Managing these things is not only a matter of protecting the health and property of local residents. It is also an obligation to the employees. The attitude of the company towards reducing carbon dioxide and nitrogen compounds from fossil fuels is very much a concern of the public from the point of view of protecting the global environment. Up till now, this was not seen as being very important, but what the public requires of corporations these days is clearly changing.

The purpose of production line monitoring is to cut energy losses, and if corporations and individuals do not take account of the earth’s resources, they will eventually be exhausted. Fortunately line monitoring also leads to reduced product costs. And there is no good reason to ignore this aspect.

Some of the facilities inside the plant were previously controlled as a block, such as temperature and humidity data for the equipment, pressure, rate of flow data and so on. The sensing devices were provided with an RS232C or RS485 interface, and the signals were sent by wire to the control room.

But when repairs were required or installation of new equipment is considered due to obsolescence of the equipment, it is necessary to consider the method of data collection. Every year there is a greater requirement to gather information from facilities that are spread out over a wide area on the premises, including data from equipment, temporary installations, and moveable machinery.

Attempting to obtain all this data with a conventional wired system involves all the problems noted above. For these reasons, systems that use wireless transmission are increasingly being built.
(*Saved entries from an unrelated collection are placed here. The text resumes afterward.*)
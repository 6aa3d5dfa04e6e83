//! # jira-attachment-dl
//!
//! Bulk-download image attachments from the Jira issues matching a JQL query.
//!
//! A run pages through the search results, fetches each issue, keeps the
//! attachments whose extension is on the image allow-list and streams them
//! into an output directory with bounded concurrency. Every attachment ends
//! up succeeded, failed or skipped in the returned [`PipelineResult`]; one
//! failure never aborts the rest of the run.
//!
//! ## Quick Start
//!
//! ```no_run
//! use jira_attachment_dl::{AttachmentPipeline, Config};
//!
//! #[tokio::main]
//! async fn main() -> Result<(), Box<dyn std::error::Error>> {
//!     let mut config = Config::default();
//!     config.jira.base_url = "https://jira.example.com".to_string();
//!     config.jira.username = Some("me".to_string());
//!     config.jira.token = Some("api-token".to_string());
//!
//!     let pipeline = AttachmentPipeline::from_config(config)?;
//!
//!     let mut events = pipeline.subscribe();
//!     tokio::spawn(async move {
//!         while let Ok(event) = events.recv().await {
//!             println!("Event: {:?}", event);
//!         }
//!     });
//!
//!     let result = pipeline
//!         .run("labels IN (screenshots)", std::path::Path::new("."))
//!         .await?;
//!     println!("{} downloaded, {} failed", result.succeeded.len(), result.failed.len());
//!     Ok(())
//! }
//! ```

#![warn(missing_docs)]
#![warn(clippy::all)]
#![warn(clippy::unwrap_used)]
#![warn(clippy::expect_used)]

/// Command-line interface
pub mod cli;
/// Comment author tally
pub mod comments;
/// Configuration types
pub mod config;
/// Error types
pub mod error;
/// Jira collaborators and REST client
pub mod jira;
/// Attachment fetch pipeline
pub mod pipeline;
/// Retry logic with exponential backoff
pub mod retry;
/// Core types and events
pub mod types;
/// Utility functions
pub mod utils;

// Re-export commonly used types
pub use comments::CommentTally;
pub use config::{Config, DownloadConfig, JiraConfig, RetryConfig};
pub use error::{Error, Result};
pub use jira::{IssueAttachmentClient, IssueSearchClient, JiraClient};
pub use pipeline::{AttachmentPipeline, FilenameRegistry};
pub use types::{
    CommentTallyResult, DownloadTask, Event, FailureReason, PipelineResult, TaskId, TaskState,
};

use tokio_util::sync::CancellationToken;

/// Cancel `token` when the process receives a termination signal.
///
/// - **Unix:** SIGTERM or SIGINT.
/// - **Windows/other:** Ctrl+C via `tokio::signal::ctrl_c()`.
///
/// The returned handle can be aborted once the work it guards has finished.
///
/// # Example
///
/// ```no_run
/// use jira_attachment_dl::{AttachmentPipeline, Config, cancel_on_signal};
///
/// # async fn example() -> jira_attachment_dl::Result<()> {
/// let pipeline = AttachmentPipeline::from_config(Config::default())?;
/// let watcher = cancel_on_signal(pipeline.cancel_token());
/// let result = pipeline.run_query("project = DOCS").await?;
/// watcher.abort();
/// # Ok(())
/// # }
/// ```
pub fn cancel_on_signal(token: CancellationToken) -> tokio::task::JoinHandle<()> {
    tokio::spawn(async move {
        wait_for_signal().await;
        tracing::warn!("Cancelling run, in-flight downloads will be discarded");
        token.cancel();
    })
}

#[cfg(unix)]
async fn wait_for_signal() {
    use tokio::signal::unix::{SignalKind, signal};

    // Registration may fail in restricted environments (containers, tests)
    match (signal(SignalKind::terminate()), signal(SignalKind::interrupt())) {
        (Ok(mut sigterm), Ok(mut sigint)) => {
            tokio::select! {
                _ = sigterm.recv() => {
                    tracing::info!("Received SIGTERM signal");
                }
                _ = sigint.recv() => {
                    tracing::info!("Received SIGINT signal (Ctrl+C)");
                }
            }
        }
        (Err(e), _) | (_, Err(e)) => {
            tracing::warn!(error = %e, "Could not register signal handlers, using ctrl_c fallback");
            if tokio::signal::ctrl_c().await.is_ok() {
                tracing::info!("Received Ctrl+C signal");
            }
        }
    }
}

#[cfg(not(unix))]
async fn wait_for_signal() {
    match tokio::signal::ctrl_c().await {
        Ok(()) => {
            tracing::info!("Received Ctrl+C signal");
        }
        Err(e) => {
            tracing::error!(error = %e, "Failed to listen for Ctrl+C signal");
        }
    }
}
There are several merits to building a wireless sensor network, but perhaps the most important of these is the flexibility it allows in the layout of the system devices. In future, if it is necessary to change the locations of the sensors or the layout of the data control PCs, this can be done relatively quickly, easily and at low cost. In fact, there are many aspects that can only be handled using radio.

Circuit Design has introduced the embedded radio modem MU-1, and suggests this is used as an essential element in an environment and line monitoring system inside a process plant or factory.

Ethernet LAN systems are already in place in many existing plants, and even where the sensors are installed at locations remote from the data control room, data can be received from the sensor nodes connected to the LAN by the MU1-LAN. The data is then gathered and analysed in the data control room.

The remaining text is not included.